YOUR INSTRUCTIONS:
Within the material that follows, how many lines include the string "client"? Answer with the number and nothing more.

DATA RECORDS:

* * * *

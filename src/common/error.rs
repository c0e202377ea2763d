use thiserror::Error;

#[derive(Error, Debug)]
pub enum Error {
    #[error("IO error: {0}")]
    Io(#[from] std::io::Error),

    #[error("short read in address record")]
    ShortRead,

    #[error("bad address type: {0:#04x}")]
    BadAtyp(u8),

    #[error("cipher not supported: {0}")]
    CipherUnsupported(String),

    #[error("key size mismatch: expected {expected} bytes, got {got}")]
    KeySizeMismatch { expected: usize, got: usize },

    #[error("AEAD open failed")]
    AeadOpenFailed,

    #[error("bind failed on port {port}: {source}")]
    BindFailed { port: u16, source: std::io::Error },

    #[error("dial failed: {0}")]
    DialFailed(String),

    #[error("resolve failed: {0}")]
    ResolveFailed(String),

    #[error("destination blocked")]
    Blocked,

    #[error("user already exists: {0}")]
    UserExists(String),

    #[error("user not found: {0}")]
    UserNotFound(String),

    #[error("invalid parameters: {0}")]
    Params(String),

    #[error("nothing is modified")]
    NothingModified,

    #[error("NAT entry timed out")]
    NatTimeout,

    #[error("store error: {0}")]
    Store(String),
}

pub type Result<T> = std::result::Result<T, Error>;

impl From<Error> for std::io::Error {
    fn from(e: Error) -> Self {
        match e {
            Error::Io(inner) => inner,
            other => std::io::Error::other(other.to_string()),
        }
    }
}
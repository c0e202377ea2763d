use std::collections::HashMap;

use serde::{Deserialize, Serialize};

/// 错误码：成功
pub const NO_ERROR: u8 = 0;
/// 错误码：用户已存在
pub const USER_EXISTS: u8 = 1;
/// 错误码：用户不存在
pub const USER_NOT_FOUND: u8 = 2;
/// 错误码：参数错误
pub const PARAMS_ERROR: u8 = 3;

/// 控制接口通用应答
#[derive(Debug, Serialize)]
pub struct CallReply {
    pub code: u8,
    #[serde(skip_serializing_if = "String::is_empty")]
    pub reason: String,
}

impl CallReply {
    pub fn ok() -> Self {
        Self {
            code: NO_ERROR,
            reason: String::new(),
        }
    }

    pub fn err(code: u8, reason: impl Into<String>) -> Self {
        Self {
            code,
            reason: reason.into(),
        }
    }
}

/// POST /users 请求体
#[derive(Debug, Deserialize)]
pub struct AddUserRequest {
    pub name: String,
    pub cipher: String,
    pub password: String,
    pub port: u16,
}

/// PATCH /users/{name} 请求体；空字段表示不修改
#[derive(Debug, Default, Deserialize)]
pub struct ModifyRequest {
    #[serde(default)]
    pub cipher: Option<String>,
    #[serde(default)]
    pub password: Option<String>,
}

/// POST /filter/sources 请求体
#[derive(Debug, Deserialize)]
pub struct FilterSourcesRequest {
    pub urls: Vec<String>,
}

/// 单个用户的计数
#[derive(Debug, Serialize)]
pub struct UserTraffic {
    pub traffic: u64,
    pub time: i64,
}

/// GET /users 响应：name → 计数
pub type TrafficReply = HashMap<String, UserTraffic>;

/// GET /ciphers 响应
#[derive(Debug, Serialize)]
pub struct CiphersResponse {
    pub ciphers: Vec<&'static str>,
}
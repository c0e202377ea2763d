//! UDP relay: decrypt each datagram, apply policy, forward the payload from
//! a per-client ephemeral socket, and feed encapsulated replies back.

use std::net::SocketAddr;
use std::sync::Arc;
use std::time::{Duration, Instant};

use bytes::BytesMut;
use tokio::net::UdpSocket;
use tokio::time::timeout;
use tokio_util::sync::CancellationToken;
use tracing::debug;

use crate::common::Address;
use crate::crypto;

use super::nat::NatMap;
use super::server::Tenant;
use super::ServerContext;

const UDP_BUF_SIZE: usize = 64 * 1024;
const NAT_TIMEOUT: Duration = Duration::from_secs(300);

pub(crate) async fn serve(
    tenant: Arc<Tenant>,
    ctx: Arc<ServerContext>,
    socket: UdpSocket,
    cancel: CancellationToken,
) {
    let socket = Arc::new(socket);
    let nat = Arc::new(NatMap::new());
    let mut buf = vec![0u8; UDP_BUF_SIZE];

    loop {
        tokio::select! {
            result = socket.recv_from(&mut buf) => match result {
                Ok((n, peer)) => {
                    handle_datagram(&tenant, &ctx, &socket, &nat, &buf[..n], peer, &cancel).await;
                }
                Err(e) => {
                    if cancel.is_cancelled() {
                        break;
                    }
                    debug!(user = tenant.name(), error = %e, "udp read failed");
                }
            },
            _ = cancel.cancelled() => break,
        }
    }
    debug!(user = tenant.name(), "udp loop exiting");
}

async fn handle_datagram(
    tenant: &Arc<Tenant>,
    ctx: &Arc<ServerContext>,
    socket: &Arc<UdpSocket>,
    nat: &Arc<NatMap>,
    datagram: &[u8],
    peer: SocketAddr,
    cancel: &CancellationToken,
) {
    let plain = match crypto::open_packet(tenant.kind(), tenant.master_key(), datagram) {
        Ok(p) => p,
        Err(e) => {
            debug!(user = tenant.name(), peer = %peer, error = %e, "packet open failed");
            return;
        }
    };

    let (target, consumed) = match Address::split(&plain) {
        Ok(v) => v,
        Err(e) => {
            debug!(user = tenant.name(), peer = %peer, error = %e, "bad packet address");
            return;
        }
    };

    match &target {
        Address::Ip(sa) if sa.is_ipv4() => {
            if ctx.policy.is_rejected(sa.ip()) {
                debug!(user = tenant.name(), target = %target, "private destination dropped");
                return;
            }
        }
        Address::Ip(_) => {}
        Address::Domain(domain, _) => {
            if ctx.filter.contains(domain) {
                debug!(user = tenant.name(), domain = domain.as_str(), "blocked domain dropped");
                return;
            }
        }
    }

    let started = Instant::now();
    let dest = match tokio::net::lookup_host(target.to_string())
        .await
        .ok()
        .and_then(|mut addrs| addrs.next())
    {
        Some(d) => d,
        None => {
            debug!(user = tenant.name(), target = %target, "udp resolve failed");
            return;
        }
    };

    let payload = &plain[consumed..];

    let upstream = match nat.get(&peer) {
        Some(s) => s,
        None => {
            let s = match UdpSocket::bind(("0.0.0.0", 0)).await {
                Ok(s) => Arc::new(s),
                Err(e) => {
                    debug!(user = tenant.name(), error = %e, "ephemeral bind failed");
                    return;
                }
            };
            nat.insert(peer, s.clone());
            tokio::spawn(relay_replies(
                tenant.clone(),
                socket.clone(),
                nat.clone(),
                peer,
                s.clone(),
                NAT_TIMEOUT,
                cancel.clone(),
            ));
            s
        }
    };

    if let Err(e) = upstream.send_to(payload, dest).await {
        debug!(user = tenant.name(), dest = %dest, error = %e, "udp forward failed");
        return;
    }
    tenant.add_traffic(payload.len() as u64);
    tenant.add_time_ms(started.elapsed().as_millis() as i64);
}

/// Copy replies from the upstream socket back to the client until the idle
/// timeout expires or the tenant shuts down, then tear the NAT entry down.
/// Each reply is prefixed with the address it came from and sealed as one
/// datagram.
async fn relay_replies(
    tenant: Arc<Tenant>,
    client: Arc<UdpSocket>,
    nat: Arc<NatMap>,
    peer: SocketAddr,
    upstream: Arc<UdpSocket>,
    idle_timeout: Duration,
    cancel: CancellationToken,
) {
    let mut buf = vec![0u8; UDP_BUF_SIZE];
    loop {
        let received = tokio::select! {
            r = timeout(idle_timeout, upstream.recv_from(&mut buf)) => r,
            _ = cancel.cancelled() => break,
        };
        let (n, from) = match received {
            Ok(Ok(v)) => v,
            Ok(Err(e)) => {
                debug!(user = tenant.name(), peer = %peer, error = %e, "upstream read failed");
                break;
            }
            Err(_) => {
                debug!(user = tenant.name(), peer = %peer, "nat entry idle, expiring");
                break;
            }
        };

        let mut packet = BytesMut::with_capacity(19 + n);
        Address::from_socket_addr(from).write_to(&mut packet);
        packet.extend_from_slice(&buf[..n]);

        let sealed = match crypto::seal_packet(tenant.kind(), tenant.master_key(), &packet) {
            Ok(s) => s,
            Err(e) => {
                debug!(user = tenant.name(), error = %e, "reply seal failed");
                break;
            }
        };
        if let Err(e) = client.send_to(&sealed, peer).await {
            debug!(user = tenant.name(), peer = %peer, error = %e, "reply send failed");
            break;
        }
        tenant.add_traffic(n as u64);
    }
    nat.remove(&peer);
    // Dropping the last Arc closes the upstream socket.
}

* * * *

EXERCISE RESULT:
4